• **TASK INPUTS**
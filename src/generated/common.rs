// DO NOT EDIT
// This file was @generated by Stone

#![allow(
    clippy::too_many_arguments,
    clippy::large_enum_variant,
    clippy::result_large_err,
    clippy::doc_markdown,
)]

pub type NamespaceId = String;

#[derive(Debug, Clone, PartialEq, Eq, Hash)]
#[non_exhaustive] // variants may be added in the future
pub enum PathRoot {
    /// Paths are relative to the authenticating user's home namespace, whether or not that user
    /// belongs to a team.
    Home,
    /// Paths are relative to the authenticating user's root namespace (This results in
    /// `PathRootError::InvalidRoot` if the user's root namespace has changed.).
    Root(NamespaceId),
    /// Paths are relative to given namespace id (This results in `PathRootError::NoPermission` if
    /// you don't have access to this namespace.).
    NamespaceId(NamespaceId),
    /// Catch-all used for unrecognized values returned from the server. Encountering this value
    /// typically indicates that this SDK version is out of date.
    Other,
}

impl PathRoot {
    /// The union's discriminant, as it appears on the wire.
    pub fn tag_name(&self) -> &'static str {
        match self {
            PathRoot::Home => "home",
            PathRoot::Root(_) => "root",
            PathRoot::NamespaceId(_) => "namespace_id",
            PathRoot::Other => "other",
        }
    }

    pub fn is_home(&self) -> bool {
        matches!(self, PathRoot::Home)
    }

    pub fn is_root(&self) -> bool {
        matches!(self, PathRoot::Root(_))
    }

    pub fn is_namespace_id(&self) -> bool {
        matches!(self, PathRoot::NamespaceId(_))
    }

    pub fn is_other(&self) -> bool {
        matches!(self, PathRoot::Other)
    }

    fn from_union_map<E: ::serde::de::Error>(
        mut parsed: crate::generated::UnionMap,
    ) -> Result<Self, E> {
        let tag = ::std::mem::take(&mut parsed.tag);
        let value = match tag.as_str() {
            "home" => PathRoot::Home,
            "root" => PathRoot::Root(parsed.take_field("root")?),
            "namespace_id" => PathRoot::NamespaceId(parsed.take_field("namespace_id")?),
            _ => PathRoot::Other,
        };
        Ok(value)
    }
}

impl<'de> ::serde::de::Deserialize<'de> for PathRoot {
    fn deserialize<D: ::serde::de::Deserializer<'de>>(deserializer: D) -> Result<Self, D::Error> {
        // union deserializer
        use serde::de::{self, MapAccess, Visitor};
        struct EnumVisitor;
        impl<'de> Visitor<'de> for EnumVisitor {
            type Value = PathRoot;
            fn expecting(&self, f: &mut ::std::fmt::Formatter<'_>) -> ::std::fmt::Result {
                f.write_str("a PathRoot structure")
            }
            fn visit_str<E: de::Error>(self, tag: &str) -> Result<Self::Value, E> {
                PathRoot::from_union_map(crate::generated::UnionMap::from_tag(tag))
            }
            fn visit_map<V: MapAccess<'de>>(self, map: V) -> Result<Self::Value, V::Error> {
                PathRoot::from_union_map(crate::generated::read_union_map(map)?)
            }
        }
        deserializer.deserialize_any(EnumVisitor)
    }
}

impl ::serde::ser::Serialize for PathRoot {
    fn serialize<S: ::serde::ser::Serializer>(&self, serializer: S) -> Result<S::Ok, S::Error> {
        // union serializer
        use serde::ser::SerializeStruct;
        match self {
            PathRoot::Home => {
                // unit
                let mut s = serializer.serialize_struct("PathRoot", 1)?;
                s.serialize_field(".tag", "home")?;
                s.end()
            }
            PathRoot::Root(x) => {
                // primitive
                let mut s = serializer.serialize_struct("PathRoot", 2)?;
                s.serialize_field(".tag", "root")?;
                s.serialize_field("root", x)?;
                s.end()
            }
            PathRoot::NamespaceId(x) => {
                // primitive
                let mut s = serializer.serialize_struct("PathRoot", 2)?;
                s.serialize_field(".tag", "namespace_id")?;
                s.serialize_field("namespace_id", x)?;
                s.end()
            }
            PathRoot::Other => Err(::serde::ser::Error::custom("cannot serialize 'Other' variant"))
        }
    }
}
// Copyright (c) 2019-2020 Dropbox, Inc.

#![deny(
    rustdoc::broken_intra_doc_links,
    rust_2018_idioms,
)]

#![doc = "Dropbox API object types and HTTP transport configuration. See README.md for more details."]

// Enable a nightly feature for docs.rs which enables decorating feature-gated items.
// To enable this manually, run e.g. `cargo rustdoc --all-features -- --cfg docsrs`.
#![cfg_attr(docsrs, feature(doc_cfg))]

/// Feature-gate something and also decorate it with the feature name on docs.rs.
macro_rules! if_feature {
    ($feature_name:expr, $($item:item)*) => {
        $(
            #[cfg(feature = $feature_name)]
            #[cfg_attr(docsrs, doc(cfg(feature = $feature_name)))]
            $item
        )*
    }
}

#[macro_use] extern crate log;

mod error;
pub use error::{BoxedError, Error, NoError};

/// Result type for transport operations, with no route-specific error.
pub type Result<T> = std::result::Result<T, Error>;

pub mod client_trait_common;
pub mod client_helpers;
pub mod config;
pub mod delegate_queue;

pub use config::{ConfigError, HostnameConfig, TransportConfigBuilder, TransportDefaultConfig};
pub use delegate_queue::{DelegateQueue, SerialQueue};

mod generated; // Output of the Stone generator; do not edit by hand.
pub use generated::*;
impl TransportConfigBuilder {
    /// The consumer app secret, used with the app key for "app auth" endpoints.
    pub fn app_secret(mut self, value: impl Into<String>) -> Self {
        self.inner.app_secret = Some(value.into());
        self
    }

    /// The user agent for all requests. Used for server logging.
    pub fn user_agent(mut self, value: impl Into<String>) -> Self {
        self.inner.user_agent = Some(value.into());
        self
    }

    /// Used when a team app with the appropriate permissions performs user API actions on behalf
    /// of a team member.
    pub fn as_member_id(mut self, value: impl Into<String>) -> Self {
        self.inner.as_member_id = Some(value.into());
        self
    }

    /// Set a root which all paths are evaluated relative to, sent as the `Dropbox-API-Path-Root`
    /// header.
    ///
    /// See <https://www.dropbox.com/developers/reference/path-root-header-modes> for more
    /// information.
    #[cfg(feature = "dbx_common")]
    pub fn path_root(mut self, value: PathRoot) -> Self {
        self.inner.path_root = Some(value);
        self
    }

    /// Add a header to inject into every request. Setting the same name twice keeps the last
    /// value.
    pub fn additional_header(mut self, name: impl Into<String>, value: impl Into<String>) -> Self {
        self.inner.additional_headers.insert(name.into(), value.into());
        self
    }

    /// Add several headers to inject into every request.
    pub fn additional_headers<I, K, V>(mut self, headers: I) -> Self
    where
        I: IntoIterator<Item = (K, V)>,
        K: Into<String>,
        V: Into<String>,
    {
        self.inner.additional_headers.extend(
            headers.into_iter().map(|(k, v)| (k.into(), v.into())));
        self
    }

    /// A serial queue for running code that touches state shared across threads (mainly the
    /// request handler storage).
    pub fn delegate_queue(mut self, value: Arc<dyn DelegateQueue>) -> Self {
        self.inner.delegate_queue = Some(value);
        self
    }

    /// If true, all requests are made on foreground sessions. By default most upload and download
    /// requests use a background session, which essentially never times out if the connection is
    /// lost after the request begins.
    pub fn force_foreground_session(mut self, value: bool) -> Self {
        self.inner.force_foreground_session = value;
        self
    }

    /// The shared container that background sessions download files into. Needed when
    /// downloading from an app extension.
    pub fn shared_container_identifier(mut self, value: impl Into<String>) -> Self {
        self.inner.shared_container_identifier = Some(value.into());
        self
    }

    /// The keychain service name. Must be set if the keychain is shared, e.g. with an app
    /// extension.
    pub fn keychain_service(mut self, value: impl Into<String>) -> Self {
        self.inner.keychain_service = Some(value.into());
        self
    }

    /// Custom host names for requests. Only useful for debugging.
    pub fn hostname_config(mut self, value: HostnameConfig) -> Self {
        self.inner.hostname_config = value;
        self
    }

    /// Custom OAuth2 redirect URL. Only useful for debugging.
    pub fn redirect_url(mut self, value: Url) -> Self {
        self.inner.redirect_url = Some(value);
        self
    }

    /// Validate and freeze the configuration.
    pub fn build(self) -> Result<TransportDefaultConfig, ConfigError> {
        if self.inner.app_key.is_empty() {
            error!("transport config is missing an app key");
            return Err(ConfigError::MissingAppKey);
        }
        let config = self.inner.with_path_root_header()?;

        debug!("transport config for app key {}: foreground session {}, {} additional headers",
            config.app_key, config.force_foreground_session, config.additional_headers.len());
        if config.hostname_config != HostnameConfig::default() {
            warn!("using custom hostnames: {:?}", config.hostname_config);
        }
        Ok(config)
    }
}

/// The host application's identifier: the running executable's name.
fn default_keychain_service() -> String {
    std::env::current_exe()
        .ok()
        .and_then(|path| path.file_stem().map(|stem| stem.to_string_lossy().into_owned()))
        .unwrap_or_else(|| env!("CARGO_PKG_NAME").to_owned())
}

#[cfg(test)]
mod test {
    use super::*;

    #[test]
    fn test_app_auth_header() {
        let config = TransportDefaultConfig::with_app_secret("key", "secret").unwrap();
        // base64("key:secret")
        assert_eq!(Some("Basic a2V5OnNlY3JldA=="), config.app_auth_header().as_deref());

        let config = TransportDefaultConfig::new("key").unwrap();
        assert_eq!(None, config.app_auth_header());
    }

    #[test]
    fn test_default_user_agent() {
        let config = TransportDefaultConfig::new("key").unwrap();
        assert_eq!(
            format!("Dropbox-SDK-Rust-Transport/{}", env!("CARGO_PKG_VERSION")),
            config.user_agent_header());
    }

    #[test]
    fn test_team_select_from_member_id() {
        let config = TransportDefaultConfig::new("key").unwrap();
        assert_eq!(None, config.team_select());

        let config = TransportDefaultConfig::builder("key").as_member_id("dbmid:9").build().unwrap();
        let select = config.team_select().unwrap();
        assert_eq!(TeamSelect::User("dbmid:9".to_owned()), select);
        assert_eq!("Dropbox-API-Select-User", select.header_name());
        assert_eq!("dbmid:9", select.id());
    }

    #[test]
    fn test_debug_redacts_secret() {
        let config = TransportDefaultConfig::with_app_secret("key", "hunter2").unwrap();
        let s = format!("{config:?}");
        assert!(!s.contains("hunter2"), "{s}");
        assert!(s.contains("<redacted>"), "{s}");
    }

    #[test]
    fn test_default_keychain_service() {
        let config = TransportDefaultConfig::new("key").unwrap();
        assert_eq!(None, config.keychain_service());
        assert!(!config.keychain_service_name().is_empty());

        let config = TransportDefaultConfig::builder("key")
            .keychain_service("group.shared")
            .build()
            .unwrap();
        assert_eq!("group.shared", config.keychain_service_name());
    }
}
#![cfg(feature = "dbx_files")]

use dropbox_sdk_transport::common::PathRoot;
use dropbox_sdk_transport::files::PaperContentError;

const ALL_VARIANTS: [PaperContentError; 5] = [
    PaperContentError::InsufficientPermissions,
    PaperContentError::ContentMalformed,
    PaperContentError::DocLengthExceeded,
    PaperContentError::ImageSizeExceeded,
    PaperContentError::Other,
];

#[test]
fn test_void_variant_shape() {
    let value = serde_json::to_value(PaperContentError::DocLengthExceeded).unwrap();
    assert_eq!(serde_json::json!({".tag": "doc_length_exceeded"}), value);

    let x = serde_json::from_value::<PaperContentError>(value).unwrap();
    assert!(x.is_doc_length_exceeded());
    assert_eq!("doc_length_exceeded", x.tag_name());
}

#[test]
fn test_roundtrip_every_variant() {
    for variant in ALL_VARIANTS {
        let s = serde_json::to_string(&variant).unwrap();
        assert_eq!(format!(r#"{{".tag":"{}"}}"#, variant.tag_name()), s);
        let roundtrip = serde_json::from_str::<PaperContentError>(&s).unwrap();
        assert_eq!(variant, roundtrip);
    }
}

#[test]
fn test_exactly_one_predicate() {
    for variant in ALL_VARIANTS {
        let predicates = [
            variant.is_insufficient_permissions(),
            variant.is_content_malformed(),
            variant.is_doc_length_exceeded(),
            variant.is_image_size_exceeded(),
            variant.is_other(),
        ];
        assert_eq!(1, predicates.iter().filter(|&&p| p).count(), "{variant:?}");
    }
}

#[test]
fn test_value_semantics() {
    let a = PaperContentError::Other;
    let b = PaperContentError::from_tag("other");
    assert_eq!(a, b);
    let c = a;
    assert_eq!(a, c);
    assert_ne!(PaperContentError::ContentMalformed, PaperContentError::ImageSizeExceeded);
}

#[test]
fn test_display() {
    assert_eq!("Your account does not have permissions to edit Paper docs.",
        PaperContentError::InsufficientPermissions.to_string());
    assert_eq!("Other", PaperContentError::Other.to_string());
}

#[test]
fn test_path_root_shapes() {
    assert_eq!(
        serde_json::json!({".tag": "home"}),
        serde_json::to_value(PathRoot::Home).unwrap());
    assert_eq!(
        serde_json::json!({".tag": "root", "root": "123"}),
        serde_json::to_value(PathRoot::Root("123".to_owned())).unwrap());
    assert_eq!(
        serde_json::json!({".tag": "namespace_id", "namespace_id": "456"}),
        serde_json::to_value(PathRoot::NamespaceId("456".to_owned())).unwrap());

    // Other can't be sent to the server.
    assert!(serde_json::to_value(PathRoot::Other).is_err());
}

#[test]
fn test_path_root_roundtrip() {
    for value in [
        PathRoot::Home,
        PathRoot::Root("123".to_owned()),
        PathRoot::NamespaceId("456".to_owned()),
    ] {
        let s = serde_json::to_string(&value).unwrap();
        let roundtrip = serde_json::from_str::<PathRoot>(&s).unwrap();
        assert_eq!(value, roundtrip);
        assert_eq!(value.tag_name(), serde_json::from_str::<serde_json::Value>(&s).unwrap()[".tag"]);
    }
}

• **TRY IT**
Only lines containing the word "results" should appear in the answer, and every such line from the records above must be there.

• **EXERCISE OUTPUT**
    /// Paths are relative to the authenticating user's root namespace (This results in
    /// Paths are relative to given namespace id (This results in `PathRootError::NoPermission` if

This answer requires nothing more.